What is the US appearance of an acute scrotal hematoma?

A
  • US appearance of acute scrotal hematoma is an echogenic, extratesticular mass with no Doppler flow. When large, the hematoma can compress the testicle.
  • When the hematoma evolves into a complex, multiseptated mass-like lesion, the distinction between the extratesticular hematoma and the testicle may become difficult.
  • Proper distinction is necessary to avoid mistaking the hematoma for a testicular mass.
30
Q

What is the US appearance of testicular contusion?

A
  • Testicular contusion produces a peripheral, hypoechoic lesion that may mimic tumor.
  • Even with a history of trauma, a suspicious testicular lesion requires further evaluation to exclude malignancy, typically with a short-term follow-up.
31
Q

What is testicular rupture?

Management?

Fertility issues? If so, why?

A
  • Testicular rupture causes capsule disruption, often with protrusion of testicular parenchyma through the defect. Rupture is often associated with a testicular hematoma or contusion.
  • Prompt diagnosis is critical, as testicular viability is dependent upon timely repacking of the seminiferous tubules back inside the capsule.
  • Testicular rupture results in disruption of the blood-testis barrier and may be associated with future infertility due to the formation of anti-spermatozoa antibodies.
32
Q

What is Fournier gangrene?

Etiology?

Key imaging finding?

A
  • Fournier gangrene is necrotizing fasciitis of the scrotum and perineum, a highly morbid and surgically emergent condition.
  • Infection is usually polymicrobial.
  • The key imaging finding is subcutaneous gas, which appears on ultrasound as multiple echogenic reflectors in the subcutaneous tissues with dirty shadowing.
33
Q

What is epididymitis and in what setting is it almost always found in?

Clinical presentation?

Name the main differential and contrast it to epididymitis.

Name the Key US finding.

A
  • Epididymitis is an infection of the epididymis, almost always ascending from the urinary tract.
  • The classic clinical presentation of epididymitis is acute unilateral scrotal pain.
  • The main differential based on clinical presentation is testicular torsion.
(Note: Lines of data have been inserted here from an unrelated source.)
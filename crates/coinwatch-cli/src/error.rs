//! CLI-specific error types and mappings.
//!
//! Handlers surface user mistakes (bad timeframe, unknown token) through
//! `CliError` so `main` can map them to conventional exit codes.

use thiserror::Error;

/// CLI-specific error type.
#[derive(Debug, Error)]
pub enum CliError {
    /// Argument parsing error.
    #[error("Invalid arguments: {0}")]
    Arguments(String),

    /// Configuration error.
    #[error("Configuration error: {0}")]
    Config(String),

    /// Database error.
    #[error("Database error: {0}")]
    Database(String),

    /// Provider/network error.
    #[error("Provider error: {0}")]
    Provider(String),
}

impl CliError {
    /// Map error to appropriate exit code.
    ///
    /// Exit codes follow Unix conventions:
    /// - 1: General error
    /// - 2: Misuse of shell command (invalid arguments)
    /// - 64-78: Reserved for specific error categories (see sysexits.h)
    pub const fn exit_code(&self) -> i32 {
        match self {
            Self::Arguments(_) => 2, // EX_USAGE
            Self::Config(_) => 78,   // EX_CONFIG
            Self::Database(_) => 73, // EX_CANTCREAT (closest fit)
            Self::Provider(_) => 69, // EX_UNAVAILABLE
        }
    }
}

impl From<coinwatch_db::DbError> for CliError {
    fn from(err: coinwatch_db::DbError) -> Self {
        Self::Database(err.to_string())
    }
}

impl From<coinwatch_api::ApiError> for CliError {
    fn from(err: coinwatch_api::ApiError) -> Self {
        Self::Provider(err.to_string())
    }
}

impl From<coinwatch_core::TimeframeParseError> for CliError {
    fn from(err: coinwatch_core::TimeframeParseError) -> Self {
        Self::Arguments(err.to_string())
    }
}

#[cfg(test)]
mod tests {
    use super::*;

    #[test]
    fn exit_codes_follow_sysexits() {
        assert_eq!(CliError::Arguments("bad".into()).exit_code(), 2);
        assert_eq!(CliError::Provider("down".into()).exit_code(), 69);
    }
}
//! Prices command handler.
//!
//! Displays the latest stored snapshot per token in a formatted table.

use crate::bootstrap::CliContext;
use crate::error::CliError;
use crate::handlers::resolve_token;
use crate::presentation::{format_change, format_price, format_quantity, print_separator};
use coinwatch_core::MarketSnapshot;

pub async fn execute(ctx: &CliContext, tokens: &[String]) -> Result<(), CliError> {
    let snapshots: Vec<MarketSnapshot> = if tokens.is_empty() {
        ctx.market_data.latest_all().await?
    } else {
        let mut found = Vec::with_capacity(tokens.len());
        for token in tokens {
            let resolved = resolve_token(ctx, token)?;
            match ctx.market_data.latest(&resolved.symbol).await? {
                Some(snapshot) => found.push(snapshot),
                None => println!("{}: no stored data (run 'coinwatch fetch')", resolved.symbol),
            }
        }
        found
    };

    if snapshots.is_empty() {
        println!("No market data stored yet. Run 'coinwatch fetch' first.");
        return Ok(());
    }

    println!(
        "{:<7} {:>14} {:>8} {:>10} {:>10}  Updated",
        "Token", "Price", "24h", "Volume", "Mkt Cap"
    );
    print_separator(72);
    for snapshot in &snapshots {
        println!(
            "{:<7} {:>14} {:>8} {:>10} {:>10}  {}",
            snapshot.symbol,
            format_price(snapshot.price),
            format_change(snapshot.price_change_24h),
            format_quantity(snapshot.volume),
            format_quantity(snapshot.market_cap),
            snapshot.last_updated.format("%Y-%m-%d %H:%M:%S"),
        );
    }

    Ok(())
}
In contrast to torsion, epididymitis features normal testicular blood flow.
  • A key ultrasound finding of epididymitis is an enlarged epididymis with increased doppler flow relative to the testicle (normally, the epididymis has less doppler flow than the testicle). An associated hydrocele may be present, which often contains low-level echoes.
34
Q

What is epidiymo-orchitis?

US appearance?

What is a risk factor for?

A
  • Epididymo-orchitis is an infection that has spread from the epididymis to the testicle.
  • Epididymo-orchitis has a similar ultrasound appearance to epididymitis, but blood flow to the testicle will also be increased.
  • Infection and secondary inflammation can cause venous hypertension, which is a risk factor for focal testicular ischemia.